Catching up…

Who has time to write??? I’ve been blogging over at mom-blog just to share and unload, but other kinds of writing have drifted off.

I went to a Casting Crowns concert by FAT CHANCE last week, and have decided that some of the purpose of divinely ending up there was to convince me I need to start writing poetry again. Ya know, like divine worthy stuff. It’s on the mull-it-over machine in my brain right now.

I’m thinking of taking a class at writers.com this January or February. If you know a good class there to get your engine started, let me know. Or pick from the list I’ve narrowed down for myself:

I look forward to some ideas or suggestions in your comments!

I’ve added a new category, mostly as a book mark to me: see it at left entitled “Book recommendation sites”.  Enjoy.

studying lit

Not long ago, I was reading a book review over at my friend Katrina’s site and I realized that I think I need to study literature.  She was describing a recently written novel that pays homage to Victorian Literature and post modernism, which sounded JUST like my cup of tea. She remarked that the ending was not resolved and that a careful reader can posit one.  Careless readers will miss subtle clues throughout.

Well, I think that once upon a time, maybe 20 years ago, I was a careful reader.  Or maybe not.  I did a VERY brief stint in Columbia University once, and they forced me to retake College English II (maybe it’s now called College Comp II, it’s your intro to lit course).  I was fuming because I’d taken as many English courses at my technical college as I could and aced them all, and this one course…  Let’s just say my kept DROPPING every week.  I always have said that it felt like the entire class was taking another class together and knew things I didn’t.  (Perhaps their English I???? Hm, never occured to me.)  Anyhow, it put me off of lit courses for good - this from the girl who had taken Honors English for 4 years of high school and won an award -for studying classics like “Siddhartha”.

OK, so it may be that my ego wanted that memory.  But I have since that time become a careless reader.  The pleasure was SUCKED OUT of my favorite thing to do in life (reading) and  perhaps even a part of me skimmed over the concept that literature could have value.  I’ve even read my share of literature on my own but I sacrifice all deeper meaning to the pleasure of the story.

So now I have it in my head that perhaps I need to learn to study literature.  I also have it in my head that this will buoy up my writing.  I do not have time for careful reading, but returning to school - well, one of these days anyway - that will do the trick.

Maybe.

I’m a non-literary literary writer

I’ve started reading How to Become a Famous Writer Before You’re Dead: Your Words in Print and Your Name in Lightsby Ariel Gore which I’m absolutely loving, and she exhorts us as writers to embrace our faults and go forth and celebrate them.

So I confess here and now I am officially a non-literary literary writer.
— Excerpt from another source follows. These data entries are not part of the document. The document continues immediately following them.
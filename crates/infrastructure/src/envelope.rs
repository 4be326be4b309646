//! 队列载荷信封
//!
//! 三种队列后端使用同一种JSON载荷格式,作业ID由本服务在入队时生成,
//! 工作进程回调 shift_hook 时原样携带元数据。

use serde::{Deserialize, Serialize};
use shift_domain::JobRequest;

/// 入队作业的统一载荷
#[derive(Debug, Clone, Serialize, Deserialize)]
pub struct JobEnvelope {
    pub job_id: String,
    #[serde(flatten)]
    pub request: JobRequest,
}

impl JobEnvelope {
    pub fn new(request: &JobRequest) -> Self {
        Self {
            job_id: uuid::Uuid::new_v4().to_string(),
            request: request.clone(),
        }
    }
}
I’m intelligent and can read anything, EXCEPT dull stories. This all began in high school. I was, as mentioned before, an avid reader, but something happened when I got into high school in the 9th grade (it was Catholic private school). The books they gave us to read were no longer interesting but important. And one day, I was forced to read “Ethan Frome”.

Don’t ask me why. This is one piece of classical literature I’ve never heard mentioned ever since the 10th grade. So there I was, 15 years old and shopping for cliff notes. I was a straight A, honor role, honor society, advanced class kid and I believed cliff notes to be cheating. (They didn’t even have the yellow Cliff version, only the cheezy red, 2nd class brand.)
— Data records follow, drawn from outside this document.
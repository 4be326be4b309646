use async_trait::async_trait;
use sqlx::{PgPool, Row};
use tracing::{debug, instrument};

use shift_core::ShiftResult;
use shift_domain::{TaskRecord, TaskStore};

/// PostgreSQL任务状态存储，适用于多实例部署场景
pub struct PostgresTaskStore {
    pool: PgPool,
}

impl PostgresTaskStore {
    pub fn new(pool: PgPool) -> Self {
        Self { pool }
    }

    /// 运行数据库迁移
    pub async fn run_migrations(pool: &PgPool) -> ShiftResult<()> {
        debug!("Running PostgreSQL database migrations");

        sqlx::query(
            r#"
            CREATE TABLE IF NOT EXISTS tasks (
                id BIGSERIAL PRIMARY KEY,
                entity_id VARCHAR(255) NOT NULL,
                entity_type VARCHAR(50) NOT NULL DEFAULT 'resource',
                task_type VARCHAR(50) NOT NULL,
                key VARCHAR(50) NOT NULL,
                state VARCHAR(50) NOT NULL,
                value JSONB,
                error JSONB,
                last_updated TIMESTAMPTZ NOT NULL DEFAULT NOW()
            )
            "#,
        )
        .execute(pool)
        .await?;

        let indexes = vec![
            "CREATE UNIQUE INDEX IF NOT EXISTS idx_tasks_entity_key ON tasks(entity_id, task_type, key)",
            "CREATE INDEX IF NOT EXISTS idx_tasks_state ON tasks(state)",
            "CREATE INDEX IF NOT EXISTS idx_tasks_last_updated ON tasks(last_updated)",
        ];

        for index_sql in indexes {
            sqlx::query(index_sql).execute(pool).await?;
        }

        debug!("Successfully completed PostgreSQL database migrations");
        Ok(())
    }

    fn row_to_task(row: &sqlx::postgres::PgRow) -> ShiftResult<TaskRecord> {
        Ok(TaskRecord {
            id: row.try_get("id")?,
            entity_id: row.try_get("entity_id")?,
            entity_type: row.try_get("entity_type")?,
            task_type: row.try_get("task_type")?,
            key: row.try_get("key")?,
            state: row.try_get("state")?,
            value: row.try_get("value")?,
            error: row.try_get("error")?,
            last_updated: row.try_get("last_updated")?,
        })
    }
}

#[async_trait]
impl TaskStore for PostgresTaskStore {
    #[instrument(skip(self))]
    async fn find_task(
        &self,
        entity_id: &str,
        task_type: &str,
        key: &str,
    ) -> ShiftResult<Option<TaskRecord>> {
        let row = sqlx::query(
            "SELECT id, entity_id, entity_type, task_type, key, state, value, error, last_updated \
             FROM tasks WHERE entity_id = $1 AND task_type = $2 AND key = $3",
        )
        .bind(entity_id)
        .bind(task_type)
        .bind(key)
        .fetch_optional(&self.pool)
        .await?;

        match row {
            Some(row) => Ok(Some(Self::row_to_task(&row)?)),
            None => Ok(None),
        }
    }

    #[instrument(skip(self))]
    async fn get_task_by_id(&self, id: i64) -> ShiftResult<Option<TaskRecord>> {
        let row = sqlx::query(
            "SELECT id, entity_id, entity_type, task_type, key, state, value, error, last_updated \
             FROM tasks WHERE id = $1",
        )
        .bind(id)
        .fetch_optional(&self.pool)
        .await?;

        match row {
            Some(row) => Ok(Some(Self::row_to_task(&row)?)),
            None => Ok(None),
        }
    }

    #[instrument(skip(self, task), fields(entity_id = %task.entity_id, state = %task.state))]
    async fn save_task(&self, task: &TaskRecord) -> ShiftResult<TaskRecord> {
        // 唯一键冲突时覆盖原记录，保留行ID
        let row = sqlx::query(
            r#"
            INSERT INTO tasks (entity_id, entity_type, task_type, key, state, value, error, last_updated)
            VALUES ($1, $2, $3, $4, $5, $6, $7, $8)
            ON CONFLICT (entity_id, task_type, key)
            DO UPDATE SET entity_type = EXCLUDED.entity_type, state = EXCLUDED.state,
                          value = EXCLUDED.value, error = EXCLUDED.error,
                          last_updated = EXCLUDED.last_updated
            RETURNING id, entity_id, entity_type, task_type, key, state, value, error, last_updated
            "#,
        )
        .bind(&task.entity_id)
        .bind(&task.entity_type)
        .bind(&task.task_type)
        .bind(&task.key)
        .bind(task.state.clone())
        .bind(&task.value)
        .bind(&task.error)
        .bind(task.last_updated)
        .fetch_one(&self.pool)
        .await?;

        let saved = Self::row_to_task(&row)?;
        debug!("任务记录已保存: {}", saved.entity_description());
        Ok(saved)
    }

    #[instrument(skip(self))]
    async fn delete_task(&self, id: i64) -> ShiftResult<bool> {
        let result = sqlx::query("DELETE FROM tasks WHERE id = $1")
            .bind(id)
            .execute(&self.pool)
            .await?;
        Ok(result.rows_affected() > 0)
    }

    async fn health_check(&self) -> ShiftResult<()> {
        sqlx::query("SELECT 1").execute(&self.pool).await?;
        Ok(())
    }
}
The thing was, I read EF - or tried to. After 10 pages, I had no idea what I was reading and started again. And again. And then said, fuck it! and bought the cliffies.

Somehow I got a 90 on the test, because I gotta tell ya, even the damn cliff notes were boring.

Which is not to say that all literature is boring. I liked the Scarlet Letter (story about a hussy in a time when they were taboo), and I love Shakespeare (all that blood, and violence, and madness, and suicide!). Crucible was good too (evil children), and Jane Eyre was ok, but I do have passion for Jane Austen (early feminism). As an adult, I’ve tried to catch up. Les Miserables was miserable. Atlas Shrugged was great except for the 9000 pages of philosophy in the middle. Anna Karenina just made me want to drink, and don’t get me started on the 7?9? times I tried to get past page 100 in the Brothers Karamazov.

BUT I adore GOOD literary fiction. And I’ve found a truth: just because it’s old and studied in school doesn’t necessary make it relevant to my life. That list of books I have on this site? There all fairly lit. And yet, if I had a dollar for every time I heard that you can’t be a good writer without being well-read - meaning those ancient texts that have nothing to say or relate anymore - then I’d be quite wealthy.